[Stored data]
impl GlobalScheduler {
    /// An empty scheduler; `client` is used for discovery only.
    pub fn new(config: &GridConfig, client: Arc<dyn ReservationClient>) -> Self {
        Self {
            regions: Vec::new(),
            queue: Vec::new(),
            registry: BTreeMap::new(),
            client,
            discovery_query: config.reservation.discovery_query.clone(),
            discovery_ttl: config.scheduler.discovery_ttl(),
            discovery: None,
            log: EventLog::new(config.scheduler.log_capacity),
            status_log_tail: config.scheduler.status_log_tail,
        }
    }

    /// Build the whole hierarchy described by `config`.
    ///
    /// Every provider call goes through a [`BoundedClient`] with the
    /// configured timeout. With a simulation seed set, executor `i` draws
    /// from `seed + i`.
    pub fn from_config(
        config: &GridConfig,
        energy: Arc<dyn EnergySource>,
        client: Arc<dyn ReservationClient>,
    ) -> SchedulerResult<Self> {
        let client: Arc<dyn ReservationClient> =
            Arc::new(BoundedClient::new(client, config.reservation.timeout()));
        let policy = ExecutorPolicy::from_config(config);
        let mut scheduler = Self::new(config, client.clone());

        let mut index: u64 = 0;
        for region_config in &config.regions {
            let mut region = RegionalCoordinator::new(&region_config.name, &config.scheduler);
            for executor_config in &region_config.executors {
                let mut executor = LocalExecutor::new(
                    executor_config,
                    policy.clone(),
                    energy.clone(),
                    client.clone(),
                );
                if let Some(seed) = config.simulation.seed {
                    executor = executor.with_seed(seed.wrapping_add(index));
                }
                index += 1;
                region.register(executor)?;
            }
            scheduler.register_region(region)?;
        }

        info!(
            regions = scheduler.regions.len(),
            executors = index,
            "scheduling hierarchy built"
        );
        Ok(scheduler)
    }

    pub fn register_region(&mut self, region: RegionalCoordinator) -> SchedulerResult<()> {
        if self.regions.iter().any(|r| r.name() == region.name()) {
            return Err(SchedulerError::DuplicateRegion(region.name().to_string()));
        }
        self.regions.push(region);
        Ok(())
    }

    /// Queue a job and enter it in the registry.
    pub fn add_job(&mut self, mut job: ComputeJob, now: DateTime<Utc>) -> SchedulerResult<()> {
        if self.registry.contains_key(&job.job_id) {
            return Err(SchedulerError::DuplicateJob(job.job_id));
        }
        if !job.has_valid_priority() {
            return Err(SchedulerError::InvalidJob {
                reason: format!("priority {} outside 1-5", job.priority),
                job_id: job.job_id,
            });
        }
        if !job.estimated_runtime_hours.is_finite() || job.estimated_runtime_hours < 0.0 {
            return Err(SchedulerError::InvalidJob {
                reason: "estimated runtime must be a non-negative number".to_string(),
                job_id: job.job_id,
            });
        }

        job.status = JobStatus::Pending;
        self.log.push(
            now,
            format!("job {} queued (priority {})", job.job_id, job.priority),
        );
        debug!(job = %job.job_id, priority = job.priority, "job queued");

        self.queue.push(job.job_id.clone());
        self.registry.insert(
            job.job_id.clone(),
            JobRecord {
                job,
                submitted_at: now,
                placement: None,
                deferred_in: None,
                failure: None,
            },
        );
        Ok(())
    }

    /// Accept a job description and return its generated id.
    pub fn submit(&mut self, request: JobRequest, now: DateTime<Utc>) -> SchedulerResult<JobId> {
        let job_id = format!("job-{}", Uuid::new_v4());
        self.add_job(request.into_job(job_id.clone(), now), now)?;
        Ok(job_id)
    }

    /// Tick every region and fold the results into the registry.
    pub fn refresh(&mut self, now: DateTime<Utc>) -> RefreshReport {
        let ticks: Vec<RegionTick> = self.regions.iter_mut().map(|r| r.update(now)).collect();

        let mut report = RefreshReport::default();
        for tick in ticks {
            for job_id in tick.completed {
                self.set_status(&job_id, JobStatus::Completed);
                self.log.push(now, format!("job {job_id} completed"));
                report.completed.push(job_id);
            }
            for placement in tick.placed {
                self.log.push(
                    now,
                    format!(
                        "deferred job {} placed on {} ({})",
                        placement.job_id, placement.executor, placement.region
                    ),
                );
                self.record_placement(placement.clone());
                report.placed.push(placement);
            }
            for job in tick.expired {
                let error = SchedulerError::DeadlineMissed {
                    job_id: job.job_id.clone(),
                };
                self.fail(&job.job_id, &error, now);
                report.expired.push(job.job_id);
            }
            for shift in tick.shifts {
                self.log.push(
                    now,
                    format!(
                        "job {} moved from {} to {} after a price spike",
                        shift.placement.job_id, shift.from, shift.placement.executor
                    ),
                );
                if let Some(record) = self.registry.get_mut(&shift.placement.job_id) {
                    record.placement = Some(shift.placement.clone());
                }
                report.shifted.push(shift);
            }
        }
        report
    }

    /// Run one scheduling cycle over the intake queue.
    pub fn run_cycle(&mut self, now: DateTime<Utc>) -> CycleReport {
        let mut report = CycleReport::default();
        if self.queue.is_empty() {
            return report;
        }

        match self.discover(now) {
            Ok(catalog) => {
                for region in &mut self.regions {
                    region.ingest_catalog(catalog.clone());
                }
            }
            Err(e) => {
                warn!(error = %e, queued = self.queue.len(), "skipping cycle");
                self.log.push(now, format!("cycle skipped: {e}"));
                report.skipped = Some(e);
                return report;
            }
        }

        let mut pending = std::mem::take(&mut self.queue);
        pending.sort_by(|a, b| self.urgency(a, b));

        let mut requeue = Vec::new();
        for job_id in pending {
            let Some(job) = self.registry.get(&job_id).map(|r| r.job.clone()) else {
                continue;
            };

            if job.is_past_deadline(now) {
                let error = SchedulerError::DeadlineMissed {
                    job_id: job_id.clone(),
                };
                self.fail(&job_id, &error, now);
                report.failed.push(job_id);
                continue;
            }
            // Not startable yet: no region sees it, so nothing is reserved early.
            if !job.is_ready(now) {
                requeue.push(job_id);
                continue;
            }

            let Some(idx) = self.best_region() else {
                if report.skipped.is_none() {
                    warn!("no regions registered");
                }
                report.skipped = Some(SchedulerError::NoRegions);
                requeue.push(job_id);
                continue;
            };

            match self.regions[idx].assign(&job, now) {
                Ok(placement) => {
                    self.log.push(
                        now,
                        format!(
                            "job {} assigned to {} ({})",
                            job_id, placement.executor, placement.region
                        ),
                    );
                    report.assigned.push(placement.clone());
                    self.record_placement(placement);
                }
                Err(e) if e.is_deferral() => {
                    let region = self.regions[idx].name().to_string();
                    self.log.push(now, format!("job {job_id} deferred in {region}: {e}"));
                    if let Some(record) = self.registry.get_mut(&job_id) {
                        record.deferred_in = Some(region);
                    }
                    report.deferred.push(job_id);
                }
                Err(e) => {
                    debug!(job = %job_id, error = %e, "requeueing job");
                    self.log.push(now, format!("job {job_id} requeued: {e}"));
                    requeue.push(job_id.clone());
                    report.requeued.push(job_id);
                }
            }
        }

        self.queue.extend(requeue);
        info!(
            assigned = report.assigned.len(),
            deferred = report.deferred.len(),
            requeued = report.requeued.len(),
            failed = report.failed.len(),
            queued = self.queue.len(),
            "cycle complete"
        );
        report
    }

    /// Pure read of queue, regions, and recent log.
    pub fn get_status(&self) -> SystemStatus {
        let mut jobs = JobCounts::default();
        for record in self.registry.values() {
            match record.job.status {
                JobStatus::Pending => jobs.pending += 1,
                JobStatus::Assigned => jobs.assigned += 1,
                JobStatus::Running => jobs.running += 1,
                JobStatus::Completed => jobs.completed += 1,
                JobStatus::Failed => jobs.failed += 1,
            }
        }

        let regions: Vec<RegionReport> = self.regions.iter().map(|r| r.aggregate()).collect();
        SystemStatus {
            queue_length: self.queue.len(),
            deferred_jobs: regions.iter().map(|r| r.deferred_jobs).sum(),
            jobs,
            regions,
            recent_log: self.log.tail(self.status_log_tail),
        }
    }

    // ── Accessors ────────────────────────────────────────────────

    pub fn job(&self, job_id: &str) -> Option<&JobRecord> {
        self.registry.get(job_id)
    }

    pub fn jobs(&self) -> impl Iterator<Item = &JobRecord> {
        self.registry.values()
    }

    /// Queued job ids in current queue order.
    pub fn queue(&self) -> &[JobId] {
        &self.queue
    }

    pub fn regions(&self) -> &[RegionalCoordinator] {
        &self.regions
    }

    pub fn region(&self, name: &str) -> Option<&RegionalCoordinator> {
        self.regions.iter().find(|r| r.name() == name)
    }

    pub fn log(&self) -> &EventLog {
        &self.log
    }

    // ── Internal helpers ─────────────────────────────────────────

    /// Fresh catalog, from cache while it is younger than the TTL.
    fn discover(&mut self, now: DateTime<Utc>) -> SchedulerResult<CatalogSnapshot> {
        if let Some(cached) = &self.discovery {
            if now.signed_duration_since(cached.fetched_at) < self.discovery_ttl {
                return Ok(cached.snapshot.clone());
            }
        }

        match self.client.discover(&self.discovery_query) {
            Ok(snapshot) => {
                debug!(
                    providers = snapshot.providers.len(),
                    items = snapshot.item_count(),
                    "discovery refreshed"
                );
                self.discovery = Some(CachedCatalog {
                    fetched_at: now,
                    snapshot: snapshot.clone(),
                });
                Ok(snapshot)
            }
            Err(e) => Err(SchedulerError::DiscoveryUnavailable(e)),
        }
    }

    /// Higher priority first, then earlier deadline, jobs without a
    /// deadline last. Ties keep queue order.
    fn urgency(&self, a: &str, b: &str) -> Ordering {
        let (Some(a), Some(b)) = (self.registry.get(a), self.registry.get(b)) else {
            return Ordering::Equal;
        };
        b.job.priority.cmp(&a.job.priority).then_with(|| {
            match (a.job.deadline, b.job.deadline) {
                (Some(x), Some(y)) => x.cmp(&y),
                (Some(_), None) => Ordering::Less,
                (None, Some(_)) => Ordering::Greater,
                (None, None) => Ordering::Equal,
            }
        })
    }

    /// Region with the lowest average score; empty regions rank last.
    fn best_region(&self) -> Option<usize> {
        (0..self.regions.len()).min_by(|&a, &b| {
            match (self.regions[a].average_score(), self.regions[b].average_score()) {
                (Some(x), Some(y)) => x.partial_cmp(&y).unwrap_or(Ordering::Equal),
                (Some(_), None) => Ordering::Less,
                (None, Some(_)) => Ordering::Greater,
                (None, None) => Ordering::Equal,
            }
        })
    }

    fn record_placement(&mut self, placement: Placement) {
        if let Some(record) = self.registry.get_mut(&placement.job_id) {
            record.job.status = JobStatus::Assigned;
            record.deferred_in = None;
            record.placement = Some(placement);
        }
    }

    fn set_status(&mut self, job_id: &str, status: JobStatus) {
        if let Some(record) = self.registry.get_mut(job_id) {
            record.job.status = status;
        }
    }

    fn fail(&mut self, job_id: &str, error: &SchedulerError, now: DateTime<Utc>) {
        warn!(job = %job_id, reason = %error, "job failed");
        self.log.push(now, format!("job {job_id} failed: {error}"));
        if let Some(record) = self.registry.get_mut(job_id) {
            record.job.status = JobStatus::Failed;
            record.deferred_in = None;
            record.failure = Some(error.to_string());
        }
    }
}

...

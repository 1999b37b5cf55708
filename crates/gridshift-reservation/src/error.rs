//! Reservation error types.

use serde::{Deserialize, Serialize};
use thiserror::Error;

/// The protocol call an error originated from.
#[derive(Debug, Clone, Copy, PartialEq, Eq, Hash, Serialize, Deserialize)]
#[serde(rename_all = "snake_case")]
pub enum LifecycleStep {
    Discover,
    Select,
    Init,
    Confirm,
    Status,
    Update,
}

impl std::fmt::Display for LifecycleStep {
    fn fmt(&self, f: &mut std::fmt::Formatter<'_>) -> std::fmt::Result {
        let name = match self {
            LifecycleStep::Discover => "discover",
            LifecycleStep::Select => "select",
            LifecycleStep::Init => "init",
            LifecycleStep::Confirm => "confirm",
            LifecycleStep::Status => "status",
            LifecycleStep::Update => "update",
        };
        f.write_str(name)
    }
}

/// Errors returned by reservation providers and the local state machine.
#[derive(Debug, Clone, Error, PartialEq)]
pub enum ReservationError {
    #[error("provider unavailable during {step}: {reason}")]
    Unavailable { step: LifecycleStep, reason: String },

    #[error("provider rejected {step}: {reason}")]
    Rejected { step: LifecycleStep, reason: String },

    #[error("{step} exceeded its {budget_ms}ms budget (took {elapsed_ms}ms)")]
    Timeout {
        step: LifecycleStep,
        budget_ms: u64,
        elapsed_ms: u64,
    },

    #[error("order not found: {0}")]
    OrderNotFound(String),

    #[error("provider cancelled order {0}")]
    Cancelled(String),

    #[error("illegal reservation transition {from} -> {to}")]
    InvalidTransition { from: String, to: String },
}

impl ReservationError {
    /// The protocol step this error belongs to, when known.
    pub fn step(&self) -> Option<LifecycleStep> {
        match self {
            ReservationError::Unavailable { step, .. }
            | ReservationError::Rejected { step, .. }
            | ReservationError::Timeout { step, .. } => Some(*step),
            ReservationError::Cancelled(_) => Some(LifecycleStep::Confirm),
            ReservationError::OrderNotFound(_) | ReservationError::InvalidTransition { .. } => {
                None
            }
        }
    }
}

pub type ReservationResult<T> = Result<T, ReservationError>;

--- Activity ---
Which lines above contain the word "protocol"? Copy each of them.

--- Task answer ---
/// The protocol call an error originated from.
    /// The protocol step this error belongs to, when known.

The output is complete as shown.